Biden: It was about how well placed — and boy she is good — how a left jab can be stuck pretty nice.  It’s about how Barack Obama is such a bad guy.

It’s about how in fact, how in fact, they got great quips.  Man, they’re like the kids you know when you went to school and you were very proud of the new belt or the shoes you had, and there was always one kid in the class who said, "oh, are they your brother’s?"

Crowd: Yeah.

Biden: Remember that kid?  That’s what this is reminding me of.  "Oh, I love your dress, was that your mother’s?"

You know what I’m talking about.

It was fairly tentative, but IMO, a really important attack on Palin especially, though it applies to McCain as well. With this response, Biden flips the structure of resentment the Republicans are trying to use to make Palin untouchable.

Digby has written about the addition of Palin as a reality show or as a Joan of Arc appealing to the resentment of Americans.

It’s very difficult to know how the Jerry Springer stuff is going to play out. It’s never a "good" thing for a politician to have the media drooling and licking their chops over their personal life, but they often not only survive but thrive as a result, depending on the transgression.
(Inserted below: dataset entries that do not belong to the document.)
//! # Relink Testing
//!
//! Testing utilities for the relink architecture.
//!
//! The centerpiece is [`ReducerTest`], a fluent Given-When-Then harness for
//! exercising reducers as pure functions: no runtime, no spawned tasks,
//! just `(State, Action, Environment) → (State, Effects)` and assertions on
//! both outputs.

pub mod reducer_test;

pub use reducer_test::{ReducerTest, assertions};
//! Mock auth backend for testing.

// Test-support code: lock poisoning can only come from a panicking test.
#![allow(clippy::unwrap_used)]

use std::future::Future;
use std::sync::{Arc, Mutex};

use crate::credential::Credential;
use crate::error::{LinkError, Result};
use crate::providers::AuthBackend;
use crate::state::ProviderData;

/// Mock auth backend.
///
/// Keeps the provider list in memory and records the last credential it
/// was asked to link, so tests can verify the exact credential the flow
/// constructed.
#[derive(Debug, Clone)]
pub struct MockAuthBackend {
    /// Whether to simulate success or failure.
    pub should_succeed: bool,

    providers: Arc<Mutex<Vec<ProviderData>>>,
    last_credential: Arc<Mutex<Option<Credential>>>,
}

impl MockAuthBackend {
    /// Create a mock backend with the given linked providers.
    #[must_use]
    pub fn new(providers: Vec<ProviderData>) -> Self {
        Self {
            should_succeed: true,
            providers: Arc::new(Mutex::new(providers)),
            last_credential: Arc::new(Mutex::new(None)),
        }
    }

    /// Create a mock backend that will reject every request.
    #[must_use]
    pub fn failing(providers: Vec<ProviderData>) -> Self {
        Self {
            should_succeed: false,
            providers: Arc::new(Mutex::new(providers)),
            last_credential: Arc::new(Mutex::new(None)),
        }
    }

    /// Current provider list snapshot (for assertions).
    #[must_use]
    pub fn providers(&self) -> Vec<ProviderData> {
        self.providers.lock().unwrap().clone()
    }

    /// The last credential passed to `link` (for assertions).
    #[must_use]
    pub fn last_credential(&self) -> Option<Credential> {
        self.last_credential.lock().unwrap().clone()
    }
}

impl Default for MockAuthBackend {
    fn default() -> Self {
        Self::new(Vec::new())
    }
}

impl AuthBackend for MockAuthBackend {
    fn link(
        &self,
        credential: Credential,
    ) -> impl Future<Output = Result<Vec<ProviderData>>> + Send {
        let should_succeed = self.should_succeed;
        let providers = Arc::clone(&self.providers);
        let last_credential = Arc::clone(&self.last_credential);

        async move {
            *last_credential.lock().unwrap() = Some(credential.clone());

            if !should_succeed {
                return Err(LinkError::Backend("credential already in use".to_string()));
            }

            let mut providers = providers.lock().unwrap();
            let provider_id = credential.provider_id().to_string();
            if providers.iter().any(|p| p.provider_id == provider_id) {
                return Err(LinkError::Backend("provider already linked".to_string()));
            }

            providers.push(ProviderData::bare(
                &provider_id,
                &format!("{provider_id}-uid"),
            ));
            Ok(providers.clone())
        }
    }

    fn unlink(&self, provider_id: &str) -> impl Future<Output = Result<Vec<ProviderData>>> + Send {
        let should_succeed = self.should_succeed;
        let providers = Arc::clone(&self.providers);
        let provider_id = provider_id.to_string();

        async move {
            if !should_succeed {
                return Err(LinkError::Backend("unlink rejected".to_string()));
            }

            let mut providers = providers.lock().unwrap();
            if !providers.iter().any(|p| p.provider_id == provider_id) {
                return Err(LinkError::Backend("no such provider".to_string()));
            }

            providers.retain(|p| p.provider_id != provider_id);
            Ok(providers.clone())
        }
    }
}

#[cfg(test)]
mod tests {
    use super::*;
    use crate::credential::email_password_credential;

    #[tokio::test]
    async fn link_appends_and_returns_the_updated_list() {
        let backend = MockAuthBackend::default();

        let updated = backend
            .link(email_password_credential("user@example.com", "hunter2"))
            .await
            .unwrap();

        assert_eq!(updated.len(), 1);
        assert_eq!(updated[0].provider_id, "password");
        assert!(backend.last_credential().is_some());
    }

    #[tokio::test]
    async fn link_rejects_an_already_linked_provider() {
        let backend = MockAuthBackend::new(vec![ProviderData::bare("password", "u1")]);

        let result = backend
            .link(email_password_credential("user@example.com", "hunter2"))
            .await;

        assert!(matches!(result, Err(LinkError::Backend(_))));
        assert_eq!(backend.providers().len(), 1);
    }

    #[tokio::test]
    async fn failing_backend_leaves_the_list_untouched() {
        let backend = MockAuthBackend::failing(vec![ProviderData::bare("password", "u1")]);

        let result = backend.unlink("password").await;

        assert!(matches!(result, Err(LinkError::Backend(_))));
        assert_eq!(backend.providers().len(), 1);
    }
}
Edwards betrayed his cancer stricken wife and that’s just too much for most people to bear. Clinton had a few furtive sexual encounters that were exploited by his political enemies which ended up gaining most people’s sympathies. You don’t know where these scandals will go, but you do know that they will distract from the normal coverage of issues and policy. (That, of course, would suit McCain just fine. The last thing he wants is for this campaign to be about issues.)

So, I still don’t know about the effect of Sarah Palin. A lot of this is untrod ground, with her being a female with young kids and a very conservative Christian to boot. Anybody who says they can completely predict the outcome of this "scandal" is fooling herself. This is new territory.

[snip]

Palin could become the winner of America’s Working Mom from all this — at least to those who don’t know enough about politics to realize that she wants her church and the government to be our "Dad." If you haven’t read Nixonland, you won’t understand it when I say that it’s possible that Palin could end up being the orthogonian Joan of Arc. That’s certainly what the Conservative Christians are gambling on.

And Jane warned against getting overconfident because of Palin’s Jerry Springer life.

I think Palin could work out to be any of a number of things: Digby’s Joan of Arc of resentment; a reality show contestant we like until her really nasty side comes out, at which point we turn on her, hard; or the fallen Christian conservative, someone like Mark Foley who is celebrated up until the second his foibles became too much to tolerate. 

But Palin’s speech reminded me, instantly, of what it felt like in sixth grade when Laura Paluska and her band put handcream on my locker handle, sat in the back of classrooms and mocked me because I didn’t have a closet full of Jordache jeans, and finally ambushed me as I walked out of the building, trying to pick a fight. And yes, they laughed at the book bag that I had sewn myself, talking about how ugly it was. To this day, I can viscerally recall how I hated Laura and her whole little band, for how ugly and intrusive and pointless their taunts were.

That’s the aspect of Sarah Palin Joe Biden was describing in his speech–and from the response of the crowd, I’m sure I’m not the only one who has a Laura Paluska or a Sarah Palin in my past.

And so, I would repeat Digby’s warning:

Anybody who says they can completely predict the outcome of this "scandal" is fooling herself. This is new territory.

Digby’s absolutely right that the Republicans are trying to use Palin as another Nixon, someone who mobilizes large numbers to reject the rationally best choice in favor of someone like them who has suffered from the same sleights from the popular kids.

But she’s not Nixon. She is the cool kid, the Heather who gathers her popularity by tearing down those around her.

And that might work. A lot of people don’t necessarily grow out of that sixth grade mindset, the urge to feel better about yourself by cruelly mocking others. But I suspect that there are actually more people who have a Laura Paluska in their life–and they don’t want one to be their Vice President. I suspect that if Joe Biden continues this line, he may remind all the people the Republicans are trying to attract with this ploy that Palin actually isn’t the one being attacked unfairly. She’s the archetypal attacker, the girl who, when we were all just forming our adult character, tried to rip that down. 

We don’t know how this is going to play out. But the politics of resentment can go both ways, and Sarah Palin is definitely vulnerable to attack as a Heather, the popular girl who no one much likes anymore after they graduate from high school and realize there are more important issues in life than who wears the coolest jeans or who dates the hottest guy.